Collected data
★ ★ ★ ★ ★

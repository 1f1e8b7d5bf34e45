//! The loaded, validated plan.

use std::collections::BTreeSet;
use std::fmt;

use rustc_hash::FxHashMap;

use pv_core::{ActionModel, AgentId, TaskId, TimeWindow, Timestep};

use crate::{Agent, Conflict, EventLog, SequentialTask, TaskState};

/// Which task/event layout the plan file uses.
#[derive(Copy, Clone, PartialEq, Eq, Hash, Debug)]
pub enum PlanSchema {
    /// Single-location tasks with per-agent `[task, t, kind]` event lists.
    AgentEvents,
    /// Errand chains with an `actualSchedule` and flat finish events.
    Sequential,
}

impl fmt::Display for PlanSchema {
    fn fmt(&self, f: &mut fmt::Formatter<'_>) -> fmt::Result {
        f.write_str(match self {
            PlanSchema::AgentEvents => "agent-events",
            PlanSchema::Sequential  => "sequential",
        })
    }
}

/// Everything the replay engine needs, immutable after loading.
#[derive(Clone, Debug)]
pub struct Plan {
    pub schema:          PlanSchema,
    pub action_model:    ActionModel,
    /// Declared makespan (`makespan` field).
    pub makespan:        Timestep,
    /// Longest decoded executed path, in steps.
    pub path_makespan:   Timestep,
    pub window:          TimeWindow,
    /// Indexed by `AgentId`.
    pub agents:          Vec<Agent>,
    /// Sorted by `TaskId`.  Events refer to tasks by position in this list.
    pub tasks:           Vec<SequentialTask>,
    pub events:          EventLog,
    /// Sorted by timestep.
    pub conflicts:       Vec<Conflict>,
    pub conflict_agents: BTreeSet<AgentId>,
    task_slots:          FxHashMap<TaskId, usize>,
}

impl Plan {
    #[allow(clippy::too_many_arguments)]
    pub(crate) fn new(
        schema:        PlanSchema,
        action_model:  ActionModel,
        makespan:      Timestep,
        path_makespan: Timestep,
        window:        TimeWindow,
        agents:        Vec<Agent>,
        tasks:         Vec<SequentialTask>,
        events:        EventLog,
        conflicts:     Vec<Conflict>,
    ) -> Self {
        let conflict_agents = conflicts.iter().flat_map(Conflict::agents).collect();
        let task_slots = tasks.iter().enumerate().map(|(i, t)| (t.id, i)).collect();
        Self {
            schema,
            action_model,
            makespan,
            path_makespan,
            window,
            agents,
            tasks,
            events,
            conflicts,
            conflict_agents,
            task_slots,
        }
    }

    pub fn team_size(&self) -> usize {
        self.agents.len()
    }

    /// The last timestep `step_forward` may reach: `min(makespan, end)`.
    pub fn terminal(&self) -> Timestep {
        self.makespan.min(self.window.end).max(self.window.start)
    }

    /// Position of `id` in [`Plan::tasks`].
    pub fn task_slot(&self, id: TaskId) -> Option<usize> {
        self.task_slots.get(&id).copied()
    }

    pub fn task(&self, id: TaskId) -> Option<&SequentialTask> {
        self.task_slot(id).map(|i| &self.tasks[i])
    }

    /// Tasks assigned to `agent`, in assignment order.
    pub fn tasks_of(&self, agent: AgentId) -> Vec<TaskId> {
        let mut owned: Vec<(Timestep, TaskId)> = self
            .tasks
            .iter()
            .filter_map(|t| {
                let stamp = t.errands.iter().find_map(|e| e.assigned)?;
                (stamp.agent == agent).then_some((stamp.timestep, t.id))
            })
            .collect();
        owned.sort_unstable();
        owned.into_iter().map(|(_, id)| id).collect()
    }

    /// Conflicts recorded at exactly `t`.
    pub fn conflicts_at(&self, t: Timestep) -> impl Iterator<Item = &Conflict> {
        self.conflicts.iter().filter(move |c| c.timestep == t)
    }

    /// Errand states at `t`, computed from the task records alone.
    ///
    /// Indexed `[task_slot][errand]`.  This is the reference the incremental
    /// replay must agree with.
    pub fn states_at(&self, t: Timestep) -> Vec<Vec<TaskState>> {
        self.tasks
            .iter()
            .map(|task| task.errands.iter().map(|e| e.state_at(t)).collect())
            .collect()
    }
}
//! Replay observer trait for progress reporting and trace collection.

use pv_plan::Plan;
use pv_timeline::{JumpOutcome, ReplayState, Transition};

/// Callbacks invoked by the [`Player`][crate::Player] and by front ends as
/// the replay moves.
///
/// All methods have default no-op implementations so implementors only need
/// to override what they care about.
///
/// # Example: step counter
///
/// ```rust,ignore
/// struct StepCounter(usize);
///
/// impl ReplayObserver for StepCounter {
///     fn on_step(&mut self, _plan: &Plan, _state: &ReplayState, _t: &Transition) {
///         self.0 += 1;
///     }
/// }
/// ```
pub trait ReplayObserver {
    /// Called once with the state at the window start.
    fn on_start(&mut self, _plan: &Plan, _state: &ReplayState) {}

    /// Called after every single step, forward or backward.  `state` is the
    /// state after the step.
    fn on_step(&mut self, _plan: &Plan, _state: &ReplayState, _transition: &Transition) {}

    /// Called after a jump (goto, restart, event or conflict navigation).
    fn on_jump(&mut self, _plan: &Plan, _state: &ReplayState, _outcome: &JumpOutcome) {}

    /// Called once when the session ends.
    fn on_finish(&mut self, _state: &ReplayState) {}
}

/// A [`ReplayObserver`] that does nothing.
pub struct NoopObserver;

impl ReplayObserver for NoopObserver {}
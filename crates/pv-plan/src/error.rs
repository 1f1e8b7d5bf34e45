use pv_core::{AgentId, CoreError, TaskId, Timestep};
use thiserror::Error;

/// Load-time failures.  Every one of these is fatal: the replay engine only
/// ever sees a fully validated [`Plan`][crate::Plan].
#[derive(Debug, Error)]
pub enum PlanError {
    #[error("missing required plan field `{0}`")]
    MissingField(&'static str),

    #[error("{what} has {got} entries but the team has {expected} agents")]
    AgentCountMismatch {
        expected: usize,
        got:      usize,
        what:     &'static str,
    },

    #[error("{path} path of agent {agent}, step {step}: {source}")]
    InvalidMotion {
        agent:  AgentId,
        path:   &'static str,
        step:   usize,
        #[source]
        source: CoreError,
    },

    #[error("{0} is referenced by an event but absent from the task list")]
    UnknownTask(TaskId),

    #[error("errand {errand} of {task} does not exist")]
    InvalidErrand { task: TaskId, errand: usize },

    #[error("{task} lists {len} coordinates; errand locations come in (row, col) pairs")]
    UnpairedLocation { task: TaskId, len: usize },

    #[error("errand {errand} of {task} finishes at {finished} without an earlier assignment")]
    FinishedBeforeAssigned {
        task:     TaskId,
        errand:   usize,
        finished: Timestep,
    },

    #[error("malformed schedule entry {entry:?} for agent {agent}")]
    Schedule { agent: AgentId, entry: String },

    #[error("plan mixes {0} with a different schema")]
    SchemaMismatch(&'static str),

    #[error("{what} file, line {line}: {reason}")]
    Overlay {
        what:   &'static str,
        line:   usize,
        reason: String,
    },

    #[error("heuristic file has no line for agent {0}")]
    MissingHeuristic(AgentId),

    #[error(transparent)]
    Core(#[from] CoreError),

    #[error("JSON error: {0}")]
    Json(#[from] serde_json::Error),

    #[error("CSV error: {0}")]
    Csv(#[from] csv::Error),

    #[error("I/O error: {0}")]
    Io(#[from] std::io::Error),
}

pub type PlanResult<T> = Result<T, PlanError>;
//! The drawing surface capability.
//!
//! A [`Canvas`] knows how to create, recolor, move, rotate, and hide shapes
//! placed in grid coordinates.  It holds no replay logic: the
//! [`Scene`][crate::Scene] decides what to draw, the canvas only draws it.
//! Every call is idempotent with respect to its arguments except
//! [`Canvas::move_by`], which is relative.

use pv_core::Heading;

use crate::Color;

/// Handle to a shape on a canvas, issued by [`Canvas::create_shape`].
#[derive(Copy, Clone, PartialEq, Eq, Hash, PartialOrd, Ord, Debug)]
pub struct ShapeId(pub u32);

impl ShapeId {
    #[inline]
    pub fn index(self) -> usize {
        self.0 as usize
    }
}

/// What a shape represents; decides its geometry and stacking.
#[derive(Copy, Clone, PartialEq, Eq, Hash, Debug)]
pub enum ShapeKind {
    /// A full-width (`horizontal`) or full-height line on a cell boundary.
    GridLine { horizontal: bool },
    Obstacle,
    HeatCell,
    /// One agent's heuristic value for a cell.
    HeuristicCell,
    /// A cell a low-level search expanded.
    SearchCell,
    /// Direction of a highway edge, placed between its two cells.
    HighwayArrow { heading: Heading },
    /// A future step of a displayed agent path; `wait` steps are drawn larger.
    PathMarker { wait: bool },
    StartMarker,
    Task,
    Agent,
    /// The dot showing an oriented agent's heading.
    HeadingMarker,
}

impl ShapeKind {
    /// Stacking order; higher is drawn on top.
    pub fn layer(self) -> u8 {
        match self {
            ShapeKind::GridLine { .. }     => 0,
            ShapeKind::Obstacle            => 1,
            ShapeKind::HeatCell
            | ShapeKind::HeuristicCell
            | ShapeKind::SearchCell        => 2,
            ShapeKind::HighwayArrow { .. } => 3,
            ShapeKind::PathMarker { .. }   => 4,
            ShapeKind::StartMarker         => 5,
            ShapeKind::Task                => 6,
            ShapeKind::Agent               => 7,
            ShapeKind::HeadingMarker       => 8,
        }
    }
}

/// Everything needed to create a shape.
#[derive(Clone, Debug, PartialEq)]
pub struct Shape {
    pub kind:    ShapeKind,
    /// Top-left corner of the shape's cell, in grid units.
    pub row:     f32,
    pub col:     f32,
    pub fill:    Color,
    pub label:   Option<String>,
    pub visible: bool,
}

impl Shape {
    pub fn new(kind: ShapeKind, row: i32, col: i32, fill: Color) -> Self {
        Self { kind, row: row as f32, col: col as f32, fill, label: None, visible: true }
    }

    /// Place at fractional grid coordinates.
    pub fn at(mut self, row: f32, col: f32) -> Self {
        self.row = row;
        self.col = col;
        self
    }

    pub fn with_label(mut self, label: impl Into<String>) -> Self {
        self.label = Some(label.into());
        self
    }

    pub fn hidden(mut self) -> Self {
        self.visible = false;
        self
    }

    pub fn with_visibility(mut self, visible: bool) -> Self {
        self.visible = visible;
        self
    }
}

/// A drawing surface.
pub trait Canvas {
    fn create_shape(&mut self, shape: Shape) -> ShapeId;

    fn set_fill(&mut self, id: ShapeId, fill: Color);

    /// Translate by a fraction of a cell.
    fn move_by(&mut self, id: ShapeId, d_row: f32, d_col: f32);

    /// Orientation in radians (east = 0, counter-clockwise positive).
    /// Shapes without an orientation ignore it.
    fn set_angle(&mut self, _id: ShapeId, _radians: f32) {}

    fn set_visible(&mut self, id: ShapeId, visible: bool);

    fn set_label(&mut self, id: ShapeId, label: Option<&str>);

    /// Present pending changes.  Called once per animation sub-frame.
    fn refresh(&mut self) {}
}
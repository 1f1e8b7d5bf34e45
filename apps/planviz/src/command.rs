//! Interactive commands read from stdin.

use std::str::FromStr;

use anyhow::{Context, Result, anyhow, bail};

use pv_plan::{PathSource, TaskState};
use pv_render::TaskFilter;

pub const HELP: &str = "\
commands:
  next | n            step forward
  prev | p            step back
  goto T              jump to timestep T (clamped into the session)
  play [N]            play to the end, or N steps; Ctrl-C pauses
  restart             back to the first timestep
  conflicts           list conflicts
  conflict I          jump before conflict I and mark its agents
  events              list task events
  event I             jump before event I
  path A              show or hide agent A's planned path
  agent A             agent A's pose and tasks
  task I              task I's assignee and errand states
  plan | exec         follow planned or executed paths
  tasks [STATE|all]   show only tasks in STATE
  heat                toggle the heat map
  highway | hw        toggle highway arrows (--hw)
  heuristic | heu     toggle the heuristic map (--heu)
  search [I]          list search trees, or toggle tree I (--searchTree)
  status              task counts at the current timestep
  help                this list
  quit | q            leave";

#[derive(Copy, Clone, Debug, PartialEq)]
pub enum Command {
    Next,
    Prev,
    Goto(i64),
    Play(Option<usize>),
    Restart,
    Conflicts,
    Conflict(usize),
    Events,
    Event(usize),
    Path(u32),
    Agent(u32),
    Task(u32),
    Source(PathSource),
    Tasks(TaskFilter),
    Heat,
    Highway,
    Heuristic,
    Search(Option<usize>),
    Status,
    Help,
    Quit,
}

impl FromStr for Command {
    type Err = anyhow::Error;

    fn from_str(line: &str) -> Result<Self> {
        let mut words = line.split_whitespace();
        let Some(head) = words.next() else { bail!("empty command") };
        let arg = words.next();
        if let Some(extra) = words.next() {
            bail!("unexpected argument `{extra}`");
        }

        let command = match (head, arg) {
            ("next" | "n", None)    => Command::Next,
            ("prev" | "p", None)    => Command::Prev,
            ("goto", Some(t))       => Command::Goto(number(t, "timestep")?),
            ("play", n)             => Command::Play(n.map(|n| number(n, "step count")).transpose()?),
            ("restart", None)       => Command::Restart,
            ("conflicts", None)     => Command::Conflicts,
            ("conflict", Some(i))   => Command::Conflict(number(i, "conflict index")?),
            ("events", None)        => Command::Events,
            ("event", Some(i))      => Command::Event(number(i, "event index")?),
            ("path", Some(a))       => Command::Path(number(a, "agent id")?),
            ("agent", Some(a))      => Command::Agent(number(a, "agent id")?),
            ("task", Some(i))       => Command::Task(number(i, "task id")?),
            ("plan", None)          => Command::Source(PathSource::Planned),
            ("exec", None)          => Command::Source(PathSource::Executed),
            ("tasks", None)         => Command::Tasks(TaskFilter::All),
            ("tasks", Some(state))  => Command::Tasks(task_filter(state)?),
            ("heat", None)          => Command::Heat,
            ("highway" | "hw", None)     => Command::Highway,
            ("heuristic" | "heu", None)  => Command::Heuristic,
            ("search", i)           => Command::Search(i.map(|i| number(i, "search tree index")).transpose()?),
            ("status", None)        => Command::Status,
            ("help" | "?", None)    => Command::Help,
            ("quit" | "q" | "exit", None) => Command::Quit,
            ("goto" | "conflict" | "event" | "path" | "agent" | "task", None) => bail!("`{head}` needs an argument"),
            (_, Some(_)) if is_known(head) => bail!("`{head}` takes no argument"),
            _ => bail!("unknown command `{head}`; try `help`"),
        };
        Ok(command)
    }
}

fn number<T: FromStr>(word: &str, what: &str) -> Result<T>
where
    T::Err: std::error::Error + Send + Sync + 'static,
{
    word.parse().with_context(|| format!("invalid {what} `{word}`"))
}

fn task_filter(word: &str) -> Result<TaskFilter> {
    if word == "all" {
        return Ok(TaskFilter::All);
    }
    TaskState::ALL
        .into_iter()
        .find(|s| s.as_str() == word)
        .map(TaskFilter::Only)
        .ok_or_else(|| anyhow!("unknown task state `{word}`"))
}

fn is_known(head: &str) -> bool {
    matches!(
        head,
        "next" | "n" | "prev" | "p" | "restart" | "conflicts" | "events" | "plan" | "exec" | "heat"
            | "highway" | "hw" | "heuristic" | "heu" | "status" | "help" | "?" | "quit" | "q" | "exit"
    )
}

★ ★ ★ ★ ★

• **INSTRUCTIONS TO FOLLOW**
Take every line above where "Indexed" appears and copy it.

• **OUTPUT FOR THIS TASK**
    /// Indexed by `AgentId`.
    /// Indexed `[task_slot][errand]`.  This is the reference the incremental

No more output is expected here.